» **Action item**
Transcribe each entry so that nothing differs from the original.

» **Data records**
-- Opening Marker --

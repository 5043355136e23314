use std::sync::atomic::{AtomicBool, Ordering};
use std::sync::Arc;

use crate::config::{EngineConfig, EntitySize, Viewport};

#[derive(Debug, Clone, Copy, Default, PartialEq)]
pub struct Vec2 {
    pub x: f32,
    pub y: f32,
}

/// Axis-aligned box, `x`/`y` at the top-left corner in surface pixels.
#[derive(Debug, Clone, Copy, PartialEq)]
pub struct Aabb {
    pub x: f32,
    pub y: f32,
    pub width: f32,
    pub height: f32,
}

impl Aabb {
    pub fn new(x: f32, y: f32, width: f32, height: f32) -> Self {
        Self {
            x,
            y,
            width,
            height,
        }
    }

    pub fn from_position(position: Vec2, size: EntitySize) -> Self {
        Self::new(position.x, position.y, size.width, size.height)
    }

    pub fn right(&self) -> f32 {
        self.x + self.width
    }

    pub fn bottom(&self) -> f32 {
        self.y + self.height
    }
}

#[derive(Debug, Clone, PartialEq)]
pub struct Vehicle {
    pub position: Vec2,
    pub size: EntitySize,
}

impl Vehicle {
    pub(crate) fn spawn(config: &EngineConfig) -> Self {
        let (fraction_x, fraction_y) = config.vehicle_spawn_fraction;
        let viewport = config.viewport;
        Self {
            position: Vec2 {
                x: viewport.width as f32 * fraction_x - config.vehicle_size.width * 0.5,
                y: viewport.height as f32 * fraction_y,
            },
            size: config.vehicle_size,
        }
    }

    pub fn bounds(&self) -> Aabb {
        Aabb::from_position(self.position, self.size)
    }
}

#[derive(Debug, Clone, PartialEq)]
pub struct Obstacle {
    position: Vec2,
    /// Pixels per second.
    velocity: Vec2,
    size: EntitySize,
    bounds: Aabb,
}

impl Obstacle {
    pub fn new(position: Vec2, velocity: Vec2, size: EntitySize) -> Self {
        Self {
            position,
            velocity,
            size,
            bounds: Aabb::from_position(position, size),
        }
    }

    /// Moves by one tick and refreshes the box in the same call, so the box
    /// handed to collision tests always reflects the current position.
    pub(crate) fn advance(&mut self, dt_seconds: f32) {
        self.position.x += self.velocity.x * dt_seconds;
        self.position.y += self.velocity.y * dt_seconds;
        self.bounds = Aabb::from_position(self.position, self.size);
    }

    pub fn position(&self) -> Vec2 {
        self.position
    }

    pub fn velocity(&self) -> Vec2 {
        self.velocity
    }

    pub fn bounds(&self) -> Aabb {
        self.bounds
    }

    pub(crate) fn is_past_trailing_edge(&self, viewport: Viewport) -> bool {
        self.bounds.y > viewport.height as f32
    }
}

#[derive(Debug, Clone, Copy, PartialEq)]
pub struct RoadMarking {
    /// Horizontal center of the dashed divider.
    pub x: f32,
    /// Scroll position of the dash pattern, in `[0, dash_length + dash_gap)`.
    pub offset: f32,
}

/// Session run flag. Cloned handles observe the same flag; the simulation
/// thread reads it every iteration and `stop()` clears it from outside.
#[derive(Debug, Clone, Default)]
pub struct RunFlag(Arc<AtomicBool>);

impl RunFlag {
    pub fn is_set(&self) -> bool {
        self.0.load(Ordering::Acquire)
    }

    pub(crate) fn set(&self) {
        self.0.store(true, Ordering::Release);
    }

    pub(crate) fn clear(&self) {
        self.0.store(false, Ordering::Release);
    }
}

/// Mutable gameplay state for one run.
#[derive(Debug)]
pub struct Session {
    pub(crate) viewport: Viewport,
    pub(crate) vehicle: Vehicle,
    pub(crate) obstacles: Vec<Obstacle>,
    pub(crate) road_markings: Vec<RoadMarking>,
    pub(crate) score: u64,
    pub(crate) ticks: u64,
    pub(crate) run_flag: RunFlag,
    pub(crate) end_notified: bool,
}

impl Session {
    pub(crate) fn new(config: &EngineConfig, run_flag: RunFlag) -> Self {
        Self {
            viewport: config.viewport,
            vehicle: Vehicle::spawn(config),
            obstacles: Vec::new(),
            road_markings: initial_road_markings(config),
            score: 0,
            ticks: 0,
            run_flag,
            end_notified: false,
        }
    }

    /// Resets in place to the start-of-run state. The run flag is left to
    /// the caller so a reset session can be inspected before it is started.
    pub(crate) fn reset(&mut self, config: &EngineConfig) {
        self.viewport = config.viewport;
        self.vehicle = Vehicle::spawn(config);
        self.obstacles.clear();
        self.road_markings = initial_road_markings(config);
        self.score = 0;
        self.ticks = 0;
        self.end_notified = false;
    }

    pub fn viewport(&self) -> Viewport {
        self.viewport
    }

    pub fn vehicle(&self) -> &Vehicle {
        &self.vehicle
    }

    pub fn obstacles(&self) -> &[Obstacle] {
        &self.obstacles
    }

    pub fn road_markings(&self) -> &[RoadMarking] {
        &self.road_markings
    }

    pub fn score(&self) -> u64 {
        self.score
    }

    /// Ticks processed since the last reset, including a colliding tick.
    pub fn ticks(&self) -> u64 {
        self.ticks
    }

    pub fn is_running(&self) -> bool {
        self.run_flag.is_set()
    }

    /// True once the run ended by collision (as opposed to an external stop).
    pub fn has_ended(&self) -> bool {
        self.end_notified
    }
}

fn initial_road_markings(config: &EngineConfig) -> Vec<RoadMarking> {
    let lanes = config.road_markings.lanes.max(1);
    let lane_width = config.viewport.width as f32 / lanes as f32;
    (1..lanes)
        .map(|divider| RoadMarking {
            x: lane_width * divider as f32,
            offset: 0.0,
        })
        .collect()
}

-- Closing Marker --

» **Task result**
repository 5043355136e23314
use std::sync::atomic::{AtomicBool, Ordering};
use std::sync::Arc;

use crate::config::{EngineConfig, EntitySize, Viewport};

#[derive(Debug, Clone, Copy, Default, PartialEq)]
pub struct Vec2 {
    pub x: f32,
    pub y: f32,
}

/// Axis-aligned box, `x`/`y` at the top-left corner in surface pixels.
#[derive(Debug, Clone, Copy, PartialEq)]
pub struct Aabb {
    pub x: f32,
    pub y: f32,
    pub width: f32,
    pub height: f32,
}

impl Aabb {
    pub fn new(x: f32, y: f32, width: f32, height: f32) -> Self {
        Self {
            x,
            y,
            width,
            height,
        }
    }

    pub fn from_position(position: Vec2, size: EntitySize) -> Self {
        Self::new(position.x, position.y, size.width, size.height)
    }

    pub fn right(&self) -> f32 {
        self.x + self.width
    }

    pub fn bottom(&self) -> f32 {
        self.y + self.height
    }
}

#[derive(Debug, Clone, PartialEq)]
pub struct Vehicle {
    pub position: Vec2,
    pub size: EntitySize,
}

impl Vehicle {
    pub(crate) fn spawn(config: &EngineConfig) -> Self {
        let (fraction_x, fraction_y) = config.vehicle_spawn_fraction;
        let viewport = config.viewport;
        Self {
            position: Vec2 {
                x: viewport.width as f32 * fraction_x - config.vehicle_size.width * 0.5,
                y: viewport.height as f32 * fraction_y,
            },
            size: config.vehicle_size,
        }
    }

    pub fn bounds(&self) -> Aabb {
        Aabb::from_position(self.position, self.size)
    }
}

#[derive(Debug, Clone, PartialEq)]
pub struct Obstacle {
    position: Vec2,
    /// Pixels per second.
    velocity: Vec2,
    size: EntitySize,
    bounds: Aabb,
}

impl Obstacle {
    pub fn new(position: Vec2, velocity: Vec2, size: EntitySize) -> Self {
        Self {
            position,
            velocity,
            size,
            bounds: Aabb::from_position(position, size),
        }
    }

    /// Moves by one tick and refreshes the box in the same call, so the box
    /// handed to collision tests always reflects the current position.
    pub(crate) fn advance(&mut self, dt_seconds: f32) {
        self.position.x += self.velocity.x * dt_seconds;
        self.position.y += self.velocity.y * dt_seconds;
        self.bounds = Aabb::from_position(self.position, self.size);
    }

    pub fn position(&self) -> Vec2 {
        self.position
    }

    pub fn velocity(&self) -> Vec2 {
        self.velocity
    }

    pub fn bounds(&self) -> Aabb {
        self.bounds
    }

    pub(crate) fn is_past_trailing_edge(&self, viewport: Viewport) -> bool {
        self.bounds.y > viewport.height as f32
    }
}

#[derive(Debug, Clone, Copy, PartialEq)]
pub struct RoadMarking {
    /// Horizontal center of the dashed divider.
    pub x: f32,
    /// Scroll position of the dash pattern, in `[0, dash_length + dash_gap)`.
    pub offset: f32,
}

/// Session run flag. Cloned handles observe the same flag; the simulation
/// thread reads it every iteration and `stop()` clears it from outside.
#[derive(Debug, Clone, Default)]
pub struct RunFlag(Arc<AtomicBool>);

impl RunFlag {
    pub fn is_set(&self) -> bool {
        self.0.load(Ordering::Acquire)
    }

    pub(crate) fn set(&self) {
        self.0.store(true, Ordering::Release);
    }

    pub(crate) fn clear(&self) {
        self.0.store(false, Ordering::Release);
    }
}

/// Mutable gameplay state for one run.
#[derive(Debug)]
pub struct Session {
    pub(crate) viewport: Viewport,
    pub(crate) vehicle: Vehicle,
    pub(crate) obstacles: Vec<Obstacle>,
    pub(crate) road_markings: Vec<RoadMarking>,
    pub(crate) score: u64,
    pub(crate) ticks: u64,
    pub(crate) run_flag: RunFlag,
    pub(crate) end_notified: bool,
}

impl Session {
    pub(crate) fn new(config: &EngineConfig, run_flag: RunFlag) -> Self {
        Self {
            viewport: config.viewport,
            vehicle: Vehicle::spawn(config),
            obstacles: Vec::new(),
            road_markings: initial_road_markings(config),
            score: 0,
            ticks: 0,
            run_flag,
            end_notified: false,
        }
    }

    /// Resets in place to the start-of-run state. The run flag is left to
    /// the caller so a reset session can be inspected before it is started.
    pub(crate) fn reset(&mut self, config: &EngineConfig) {
        self.viewport = config.viewport;
        self.vehicle = Vehicle::spawn(config);
        self.obstacles.clear();
        self.road_markings = initial_road_markings(config);
        self.score = 0;
        self.ticks = 0;
        self.end_notified = false;
    }

    pub fn viewport(&self) -> Viewport {
        self.viewport
    }

    pub fn vehicle(&self) -> &Vehicle {
        &self.vehicle
    }

    pub fn obstacles(&self) -> &[Obstacle] {
        &self.obstacles
    }

    pub fn road_markings(&self) -> &[RoadMarking] {
        &self.road_markings
    }

    pub fn score(&self) -> u64 {
        self.score
    }

    /// Ticks processed since the last reset, including a colliding tick.
    pub fn ticks(&self) -> u64 {
        self.ticks
    }

    pub fn is_running(&self) -> bool {
        self.run_flag.is_set()
    }

    /// True once the run ended by collision (as opposed to an external stop).
    pub fn has_ended(&self) -> bool {
        self.end_notified
    }
}

fn initial_road_markings(config: &EngineConfig) -> Vec<RoadMarking> {
    let lanes = config.road_markings.lanes.max(1);
    let lane_width = config.viewport.width as f32 / lanes as f32;
    (1..lanes)
        .map(|divider| RoadMarking {
            x: lane_width * divider as f32,
            offset: 0.0,
        })
        .collect()
}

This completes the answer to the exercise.